You will notice immediately that this is woefully inefficient in
terms of storage space. The strings "name", "ascii", "lat", "lon",
etc. literally occur nearly twenty eight thousand times in city.lua,
in exactly the same order on every line, and the timezones are
written out in full each time, each though "Asia/Shanghai" occupies
enough bytes for a 13 digit number which is many times more than
necessary to enumerate all the world's timezones. From an orthodox
software engineering perspective, this solution is cringe-inducing,
but you know what, doing it this way the entire file is just over
3 megabytes, which has been trivially small on a PC for decades, so
who cares? And, yep, your queries are looked up in this big table
by stepping through it from top to bottom in order. The cities
are stored in decreasing order of population on the assumption that
queries for big cities will happen more often than for small cities
and so this is fastest.
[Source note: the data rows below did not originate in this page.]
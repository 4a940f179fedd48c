//! Message store
//!
//! Append-only message persistence. A message is durable before anyone can
//! see it: callers publish only the value `append` returns.

use std::collections::HashMap;

use roomchat_core::{DomainError, Identity, Message, Room, RoomName, Snowflake};
use tracing::{debug, instrument};

use crate::dto::MessageResponse;

use super::context::ServiceContext;
use super::error::ServiceResult;
use super::room_directory::RoomDirectory;

/// Message store service
pub struct MessageStore<'a> {
    ctx: &'a ServiceContext,
}

impl<'a> MessageStore<'a> {
    pub fn new(ctx: &'a ServiceContext) -> Self {
        Self { ctx }
    }

    /// Persist a message in `room`.
    ///
    /// The body is trimmed; blank bodies fail with `EmptyMessage` and bodies
    /// longer than the configured limit with `MessageTooLong`. Neither is stored.
    #[instrument(skip(self, room, sender, body), fields(room_id = %room.id, user_id = %sender.id))]
    pub async fn append(&self, room: &Room, sender: &Identity, body: &str) -> ServiceResult<Message> {
        let body = body.trim();
        if body.is_empty() {
            return Err(DomainError::EmptyMessage.into());
        }

        let max = self.ctx.max_message_length();
        if body.chars().count() > max {
            return Err(DomainError::MessageTooLong { max }.into());
        }

        let message = Message::new(self.ctx.generate_id(), room.id, sender.id, body.to_string());
        self.ctx.message_repo().append(&message).await?;

        debug!(message_id = %message.id, "Message stored");

        Ok(message)
    }

    /// All messages of a room, oldest first
    #[instrument(skip(self))]
    pub async fn list(&self, room_id: Snowflake) -> ServiceResult<Vec<Message>> {
        Ok(self.ctx.message_repo().list_by_room(room_id).await?)
    }

    /// History of a room addressed by name, for one of its participants
    #[instrument(skip(self, viewer), fields(user_id = %viewer.id))]
    pub async fn history(&self, room_name: &str, viewer: &Identity) -> ServiceResult<Vec<MessageResponse>> {
        let name = RoomName::parse(room_name)?;
        let room = RoomDirectory::new(self.ctx).find_by_name(&name).await?;

        if !self.ctx.room_repo().is_participant(room.id, viewer.id).await? {
            return Err(DomainError::NotParticipant.into());
        }

        let messages = self.list(room.id).await?;

        let mut sender_ids: Vec<Snowflake> = messages.iter().map(|m| m.sender_id).collect();
        sender_ids.sort_unstable();
        sender_ids.dedup();

        let senders: HashMap<Snowflake, String> = self
            .ctx
            .identity_repo()
            .find_by_ids(&sender_ids)
            .await?
            .into_iter()
            .map(|identity| (identity.id, identity.username))
            .collect();

        Ok(messages
            .iter()
            .map(|message| {
                let sender = senders.get(&message.sender_id).map_or("", String::as_str);
                MessageResponse::new(message, &room.name, sender)
            })
            .collect())
    }
}
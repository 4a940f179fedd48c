//! Text frame payloads

use serde::{Deserialize, Serialize};

/// Frame sent by a client
#[derive(Debug, Clone, PartialEq, Eq, Serialize, Deserialize)]
#[serde(tag = "type", rename_all = "snake_case")]
pub enum InboundFrame {
    /// Post a message to the session's room
    SendMessage { body: String },
    /// Application-level keepalive
    Ping,
}

/// Error parsing an inbound frame
#[derive(Debug, thiserror::Error)]
#[error("unrecognized frame: {0}")]
pub struct FrameError(#[from] serde_json::Error);

// Older clients send `{"message": "..."}` without a type tag
#[derive(Deserialize)]
#[serde(untagged)]
enum WireFrame {
    Tagged(InboundFrame),
    Legacy { message: String },
}

impl InboundFrame {
    /// Parse a text frame
    ///
    /// # Errors
    /// Returns `FrameError` if the text is neither a tagged frame nor a legacy message
    pub fn parse(text: &str) -> Result<Self, FrameError> {
        Ok(match serde_json::from_str::<WireFrame>(text)? {
            WireFrame::Tagged(frame) => frame,
            WireFrame::Legacy { message } => Self::SendMessage { body: message },
        })
    }
}

/// Control frame sent by the server; room events are forwarded pre-serialized
#[derive(Debug, Clone, PartialEq, Eq, Serialize)]
#[serde(tag = "type", rename_all = "snake_case")]
pub enum OutboundFrame {
    Pong,
}

impl OutboundFrame {
    /// Serialize for the wire
    ///
    /// # Errors
    /// Returns an error if serialization fails
    pub fn to_json(&self) -> Result<String, serde_json::Error> {
        serde_json::to_string(self)
    }
}
//! Domain error types

mod domain_error;

pub use domain_error::DomainError;
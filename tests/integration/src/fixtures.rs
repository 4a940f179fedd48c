//! Test fixtures and data generators
//!
//! Request bodies and the response shapes the tests read back.

use serde::{Deserialize, Serialize};
use std::sync::atomic::{AtomicU64, Ordering};

/// Counter for unique test data
static COUNTER: AtomicU64 = AtomicU64::new(1);

pub fn unique_suffix() -> u64 {
    COUNTER.fetch_add(1, Ordering::SeqCst)
}

#[derive(Debug, Serialize)]
pub struct CreateRoomRequest {
    pub name: String,
}

impl CreateRoomRequest {
    pub fn unique() -> Self {
        Self {
            name: format!("test-room-{}", unique_suffix()),
        }
    }
}

#[derive(Debug, Serialize)]
pub struct JoinRoomRequest {
    pub passkey: Option<String>,
}

#[derive(Debug, Serialize)]
pub struct RemoveUserRequest {
    pub user_id: serde_json::Value,
}

#[derive(Debug, Deserialize)]
pub struct RoomResponse {
    pub id: String,
    pub name: String,
    pub created_by: String,
    pub created_by_username: String,
    pub created_at: String,
    pub passkey: Option<String>,
    pub is_joined: bool,
    pub participant_count: usize,
}

#[derive(Debug, Deserialize)]
pub struct ParticipantResponse {
    pub id: String,
    pub username: String,
    pub role: String,
}

#[derive(Debug, Deserialize)]
pub struct StatusResponse {
    pub status: String,
}

#[derive(Debug, Deserialize)]
pub struct MessageResponse {
    pub id: String,
    pub room: String,
    pub sender: String,
    pub sender_id: String,
    pub body: String,
    pub timestamp: String,
}
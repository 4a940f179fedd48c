//! # roomchat-pubsub
//!
//! Broadcast groups: every session subscribed under a group key receives every
//! event published to that key, including the publisher's own events.
//!
//! ## Features
//!
//! - **Hub**: process-scoped registry of per-group `tokio::sync::broadcast` channels
//! - **Broadcaster**: publishes serialized events locally or through Redis
//! - **Relay**: forwards Redis pub/sub messages into the local hub
//! - **Connection Pool**: managed Redis connections with deadpool
//!
//! ## Example
//!
//! ```ignore
//! use roomchat_core::{GroupKey, RoomName};
//! use roomchat_pubsub::{Broadcaster, BroadcastHub};
//!
//! let hub = BroadcastHub::new(256);
//! let broadcaster = Broadcaster::local(hub.clone());
//!
//! let key = GroupKey::room(&RoomName::parse("room_3_7")?);
//! let mut subscription = hub.subscribe(&key);
//! broadcaster.publish(&key, &event).await?;
//! let payload = subscription.recv().await?;
//! ```

pub mod broadcaster;
pub mod hub;
pub mod pool;
pub mod pubsub;

pub use broadcaster::{BroadcastError, Broadcaster};
pub use hub::{BroadcastHub, GroupSubscription, RecvError};
pub use pool::{RedisPool, RedisPoolConfig, RedisPoolError, RedisResult};
pub use pubsub::{
    group_channel, parse_group_channel, Publisher, RedisRelay, GROUP_CHANNEL_PATTERN,
    GROUP_CHANNEL_PREFIX,
};
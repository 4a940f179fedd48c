//! Domain entities - core business objects

mod identity;
mod message;
mod room;

pub use identity::{Identity, Role};
pub use message::Message;
pub use room::{Passkey, Room, PASSKEY_LENGTH};
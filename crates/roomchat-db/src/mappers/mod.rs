//! Model to entity mappers
//!
//! `From<Model> for Entity` conversions for rows read back from PostgreSQL.

mod identity;
mod message;
mod room;
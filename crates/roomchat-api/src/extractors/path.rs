//! Path parameter extractors

use axum::{
    async_trait,
    extract::{FromRequestParts, Path},
    http::request::Parts,
};
use roomchat_core::Snowflake;

use crate::response::ApiError;

/// Room id from a `/rooms/:room_id` path
#[derive(Debug, Clone, Copy)]
pub struct RoomIdPath(pub Snowflake);

#[async_trait]
impl<S> FromRequestParts<S> for RoomIdPath
where
    S: Send + Sync,
{
    type Rejection = ApiError;

    async fn from_request_parts(parts: &mut Parts, state: &S) -> Result<Self, Self::Rejection> {
        let Path(raw) = Path::<String>::from_request_parts(parts, state)
            .await
            .map_err(|e| ApiError::invalid_path(e.to_string()))?;

        raw.parse()
            .map(RoomIdPath)
            .map_err(|_| ApiError::invalid_path("Invalid room_id format"))
    }
}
This is also cringe compared to using a
real database, but on my 13 year old laptop this approach does not
provide a subjectively slower user experience than using Google,
so who cares? Doing the "right thing" and storing this data in an
external SQLite file would require depending upon additional third
party libraries, would reduce the range of systems the tool could
be easily ported to, and would complicate installation. It's a
bad trade-off in this context.

Of course, this data could be used for a lot of different purposes,
and I quite enjoy the idea of having it in a local database
and having a suite of tools which all make use of it, using an
environment variable to convey the filename for the SQLite file to
all of those tools. But this highly integrated standalone tool
idea has merit too, and is much more OFFLFIRSOCH friendly, so I
used it first. The costs of the inefficiency are small enough
for a one-off tool that they are worth paying for the benefits,
but the more tools you bake this dataset into, the more space you
are wasting. Of course, even ten tools would total maybe 35 meg,
which remains trivial, so maybe this also doesn't matter, and one
might argue that having the same data stored in multiple files
in multiple formats in multiple languages actually provides an
additional layer of resilience...

Anyway, that's `city`. It scratches a personal itch and I'm certain
I will continue using it. I hope it's useful for some other folk,
too. I will add some of the "polish" features mentioned above in
the coming days or weeks, but I'm not really interested in adding
additional functionality. If you send me a *really* good idea in
the next week or so I might consider it, but otherwise once I have
the polish added I will call it 1.0.0 and it will go into a long-term
maintenance mode. I will make a new release once per year, probably
each March as part of OFFLFIRSOCH since that's a convenient reminder,
where I update the city data to the latest version from GeoNames.
That need is mostly driven by the population data, which is the only
thing which will change appreciably over time. Perhaps it was a bad
idea to even include that, as without it things would be essentially
static. But, well, it was there and it was easy to add, and it's
nice to have quick and easy access to that too (elevation ended
up in there for the same reason). Having population data which is
one year out of date is not a huge problem for many casual purposes.

[1] https://git.sr.ht/~solderpunk/city
[2] https://download.geonames.org/export/dump/
[3] http://www.geonames.org/